Saturday, June 26, 2021
Deaf Schools Decibel Levels
Tuesday, June 08, 2021
Goodbye Aunt Flo!
Saturday, January 09, 2021
The Grief Limbo Continues
I feel like I've been to war and back since my beloved 94 years old grandmother Baba who died Nov 5th. I have adulted more in the last 2 months than my entire life!
- Less than a week after Baba died got both an inner and outer ear infection on the same ear I wear my hearing aid! Which made me feel lonely among my hearing uncles and aunt
-Sorted through 90 plus years worth of things by donation, give to family, friends or neighbors and that was heart wrenching to slowly disassembled Baba's home
-took care of the cremation services and picked up Baba's ashes
-I wrote with my uncle's feedback and paid for her obituary
- I bought 3 plots for Baba, my Mom (who died 3 years ago)

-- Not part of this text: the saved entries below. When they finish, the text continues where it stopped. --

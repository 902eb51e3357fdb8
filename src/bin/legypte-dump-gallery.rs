use std::io::Write;

use structopt::StructOpt;

use legypte::models::KeepOrder;
use legypte::FlickrArgs;

/// Fetch one gallery from Flickr and print it as JSON.
#[derive(StructOpt)]
struct DumpArgs {
    #[structopt(flatten)]
    flickr: FlickrArgs,

    /// Keep Flickr's order instead of shuffling.
    #[structopt(long)]
    keep_order: bool,

    /// Flickr username, or "default" for the shared photoset.
    #[structopt(name = "OWNER", default_value = "default")]
    owner: String,
}

#[async_std::main]
async fn main() -> anyhow::Result<()> {
    dotenv::dotenv().ok();
    legypte::telemetry::init()?;

    let args = DumpArgs::from_args();
    let mut aggregator = args.flickr.aggregator();
    if args.keep_order {
        aggregator = aggregator.with_order(KeepOrder);
    }

    let gallery = aggregator.try_aggregate(&args.owner).await?;
    tracing::info!(
        "{} images, {} tags",
        gallery.images.len(),
        gallery
            .sources
            .values()
            .map(|source| source.tags.len())
            .sum::<usize>()
    );

    let stdout = std::io::stdout();
    let mut out = stdout.lock();
    serde_json::to_writer_pretty(&mut out, &gallery)?;
    writeln!(out)?;

    Ok(())
}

- I put a deposit down to have Baba's and Mom's ashes laid to rest and started a 3 years interest free payment plan for my ashes when the time comes
- finished teaching, gave final exams and did end of the semester course grades for 100 students a few days before Xmas
- got the paperwork for Baba's estate lawyer and finally met with her on Dec 30th
- dealt with Baba's online financial accounts for the estate lawyer
-gathered all the photos, mementos, journals, important family documents, letters and my 2 uncles and I spent 6 hours wading through it all! I then carefully pack up what we decided to keep for safeguarding
- packed up everything I wanted to keep and hired movers to move from PA about 90% of Baba's furniture which is much nicer than anything I've accumulated in the 16 years in NYC
-dealt with the movers 5 hours last Tuesday January 5th and again yesterday January 8th for 3 hours which meant I only had an air mattress, a camping chair to use while waiting for my things to be delivered. All the old furniture was removed because I was told it would be the same day move and it wasn't!
Now I just need to unpack and I'm struggling to stay motivated, I am still very bereft! I have been eating my feelings ugh which sucks cuz I lost 16 lbs right before Baba died and now I don't know if I've gained it all back or not?

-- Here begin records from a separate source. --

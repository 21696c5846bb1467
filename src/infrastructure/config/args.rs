use super::app_config::{LogLevel, TokenStoreKind};
use crate::domain::route::Route;
use clap::Parser;
use std::path::PathBuf;

#[derive(Debug, Parser)]
#[command(
    name = "userdesk",
    version,
    about = "A terminal client for a user-management API",
    long_about = None
)]
pub struct CliArgs {
    /// Configuration file path.
    #[arg(short, long, value_name = "PATH")]
    pub config: Option<PathBuf>,

    /// Base URL of the API.
    #[arg(long, env = "USERDESK_API_URL", value_name = "URL")]
    pub api_url: Option<String>,

    /// Session token to use when none is stored.
    #[arg(long, env = "USERDESK_TOKEN", hide_env_values = true)]
    pub token: Option<String>,

    /// Where the session token is persisted.
    #[arg(long, value_enum)]
    pub token_store: Option<TokenStoreKind>,

    /// Request timeout in seconds.
    #[arg(long, value_name = "SECONDS", value_parser = clap::value_parser!(u64).range(1..))]
    pub timeout: Option<u64>,

    /// Route to open at startup, e.g. `/users/edit/3`.
    #[arg(long, default_value = "/")]
    pub route: Route,

    /// Log file path.
    #[arg(long, value_name = "PATH")]
    pub log_path: Option<PathBuf>,

    /// Log verbosity level.
    #[arg(long, value_enum)]
    pub log_level: Option<LogLevel>,

    /// Accent color (name or hex code).
    #[arg(long)]
    pub accent_color: Option<String>,
}

#[cfg(test)]
mod tests {
    use super::*;
    use crate::domain::entities::UserId;

    #[test]
    fn test_defaults() {
        let args = CliArgs::try_parse_from(["userdesk"]).unwrap();

        assert_eq!(args.route, Route::Home);
        assert!(args.token_store.is_none());
    }

    #[test]
    fn test_route_and_store() {
        let args = CliArgs::try_parse_from([
            "userdesk",
            "--route",
            "/users/edit/3",
            "--token-store",
            "keyring",
            "--timeout",
            "5",
        ])
        .unwrap();

        assert_eq!(args.route, Route::UserEdit(UserId(3)));
        assert_eq!(args.token_store, Some(TokenStoreKind::Keyring));
        assert_eq!(args.timeout, Some(5));
    }

    #[test]
    fn test_zero_timeout_rejected() {
        assert!(CliArgs::try_parse_from(["userdesk", "--timeout", "0"]).is_err());
    }

    #[test]
    fn test_unknown_route_rejected() {
        assert!(CliArgs::try_parse_from(["userdesk", "--route", "/nowhere"]).is_err());
    }
}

The worst part of it all is I feel so alone and anchoredless! I was Baba's caregiver for many years. I am an only child, never married, no kids, don't know my father or that side of the family. I have my 2 uncles and 1 aunt and 1 cousin far away! And none of them live nearby but I will try to continue to visit monthly. Difficult with COVID-19 rising!
I want to stress that my one uncle and aunt went above and beyond the call of duty and without them I would not have finished this in a somewhat timely manner. And my other uncle helped some too but I think it was too hard for him to be active in it all.

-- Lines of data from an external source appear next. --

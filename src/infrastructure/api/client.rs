//! User-management API HTTP client.

use std::time::Duration;

use async_trait::async_trait;
use reqwest::{Client, RequestBuilder, Response, StatusCode};
use serde::de::DeserializeOwned;
use tracing::{debug, warn};

use super::dto::{Envelope, ErrorEnvelope, LoginBody, LoginData, UserBody, UserResponse};
use crate::domain::entities::{AuthToken, User, UserId};
use crate::domain::errors::ApiError;
use crate::domain::ports::{AuthPort, Credentials, LoginGrant, Registration, UserDraft, UserPort};

/// Base URL used when none is configured.
pub const DEFAULT_API_BASE: &str = "http://127.0.0.1:3001";
const USER_AGENT: &str = concat!("userdesk/", env!("CARGO_PKG_VERSION"));
const DEFAULT_TIMEOUT: Duration = Duration::from_secs(30);

/// HTTP client for the `/api` endpoints. Unwraps `{ data }` envelopes and
/// turns non-2xx responses into [`ApiError::Rejected`]. No retries.
pub struct ApiClient {
    client: Client,
    base_url: String,
}

impl ApiClient {
    /// Creates new client with default base URL.
    ///
    /// # Errors
    /// Returns error if HTTP client creation fails.
    pub fn new() -> Result<Self, ApiError> {
        Self::with_base_url(DEFAULT_API_BASE, DEFAULT_TIMEOUT)
    }

    /// Creates client with custom base URL and request timeout.
    ///
    /// # Errors
    /// Returns error if HTTP client creation fails.
    pub fn with_base_url(base_url: impl Into<String>, timeout: Duration) -> Result<Self, ApiError> {
        let client = Client::builder()
            .user_agent(USER_AGENT)
            .timeout(timeout)
            .build()
            .map_err(|e| ApiError::unexpected(format!("failed to create HTTP client: {e}")))?;

        let base_url = base_url.into().trim_end_matches('/').to_string();

        Ok(Self { client, base_url })
    }

    /// Returns base URL without trailing slash.
    #[must_use]
    pub fn base_url(&self) -> &str {
        &self.base_url
    }

    fn url(&self, path: &str) -> String {
        format!("{}{path}", self.base_url)
    }

    fn transport_error(e: &reqwest::Error) -> ApiError {
        if e.is_timeout() {
            ApiError::network("request timed out")
        } else if e.is_connect() {
            ApiError::network("failed to connect to the API")
        } else {
            ApiError::network(e.to_string())
        }
    }

    async fn rejection(status: StatusCode, response: Response) -> ApiError {
        let body = response.text().await.unwrap_or_default();

        let envelope = serde_json::from_str::<ErrorEnvelope>(&body).unwrap_or_else(|e| {
            debug!(error = %e, "Error response body is not an API envelope");
            ErrorEnvelope::default()
        });

        let message = envelope.summary().unwrap_or_else(|| {
            status.canonical_reason().map_or_else(
                || format!("HTTP {}", status.as_u16()),
                str::to_string,
            )
        });
        let fields = envelope.field_errors();

        debug!(
            status = status.as_u16(),
            message = %message,
            field_count = fields.len(),
            "Request rejected"
        );

        ApiError::rejected(status.as_u16(), message, fields)
    }

    async fn execute(&self, request: RequestBuilder) -> Result<Response, ApiError> {
        let response = request.send().await.map_err(|e| {
            warn!(error = %e, "Failed to reach the API");
            Self::transport_error(&e)
        })?;

        let status = response.status();
        if status.is_success() {
            Ok(response)
        } else {
            Err(Self::rejection(status, response).await)
        }
    }

    async fn data<T: DeserializeOwned>(&self, request: RequestBuilder) -> Result<T, ApiError> {
        let response = self.execute(request).await?;

        let envelope: Envelope<T> = response.json().await.map_err(|e| {
            warn!(error = %e, "Failed to parse response envelope");
            ApiError::decode(e.to_string())
        })?;

        debug!(message = %envelope.message, "Request succeeded");

        envelope
            .data
            .ok_or_else(|| ApiError::decode("response envelope has no data"))
    }
}

#[async_trait]
impl AuthPort for ApiClient {
    async fn login(&self, credentials: &Credentials) -> Result<LoginGrant, ApiError> {
        let body = LoginBody {
            email: &credentials.email,
            password: &credentials.password,
        };

        let data: LoginData = self
            .data(self.client.post(self.url("/api/login")).json(&body))
            .await?;

        let token = AuthToken::new(&data.token)
            .ok_or_else(|| ApiError::decode("login response carries an empty token"))?;

        Ok(LoginGrant {
            user: data.user.into(),
            token,
        })
    }

    async fn register(&self, registration: &Registration) -> Result<User, ApiError> {
        let body = UserBody {
            name: &registration.name,
            email: &registration.email,
            password: Some(&registration.password),
        };

        let user: UserResponse = self
            .data(self.client.post(self.url("/api/register")).json(&body))
            .await?;

        Ok(user.into())
    }
}

#[async_trait]
impl UserPort for ApiClient {
    async fn list_users(&self, token: &AuthToken) -> Result<Vec<User>, ApiError> {
        let users: Vec<UserResponse> = self
            .data(
                self.client
                    .get(self.url("/api/users"))
                    .bearer_auth(token.as_str()),
            )
            .await?;

        Ok(users.into_iter().map(User::from).collect())
    }

    async fn get_user(&self, token: &AuthToken, id: UserId) -> Result<User, ApiError> {
        let user: UserResponse = self
            .data(
                self.client
                    .get(self.url(&format!("/api/users/{id}")))
                    .bearer_auth(token.as_str()),
            )
            .await?;

        Ok(user.into())
    }

    async fn create_user(&self, token: &AuthToken, draft: &UserDraft) -> Result<User, ApiError> {
        let body = UserBody {
            name: &draft.name,
            email: &draft.email,
            password: Some(draft.password.as_deref().unwrap_or_default()),
        };

        let user: UserResponse = self
            .data(
                self.client
                    .post(self.url("/api/users"))
                    .bearer_auth(token.as_str())
                    .json(&body),
            )
            .await?;

        Ok(user.into())
    }

    async fn update_user(
        &self,
        token: &AuthToken,
        id: UserId,
        draft: &UserDraft,
    ) -> Result<User, ApiError> {
        let body = UserBody {
            name: &draft.name,
            email: &draft.email,
            password: draft.password.as_deref(),
        };

        let user: UserResponse = self
            .data(
                self.client
                    .put(self.url(&format!("/api/users/{id}")))
                    .bearer_auth(token.as_str())
                    .json(&body),
            )
            .await?;

        Ok(user.into())
    }

    async fn delete_user(&self, token: &AuthToken, id: UserId) -> Result<(), ApiError> {
        self.execute(
            self.client
                .delete(self.url(&format!("/api/users/{id}")))
                .bearer_auth(token.as_str()),
        )
        .await?;

        Ok(())
    }
}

Before Baba died and we knew it would be soon, she said she was so sorry to have to leave me all alone. And that's how I feel, alone even with my cats, friends, 2 different guys in my life I still feel alone. This post isn't to garner attention and I know after enough time goes by, it won't hurt so much. But right now it hurts and it waxes and wanes. I can function but I have no joy.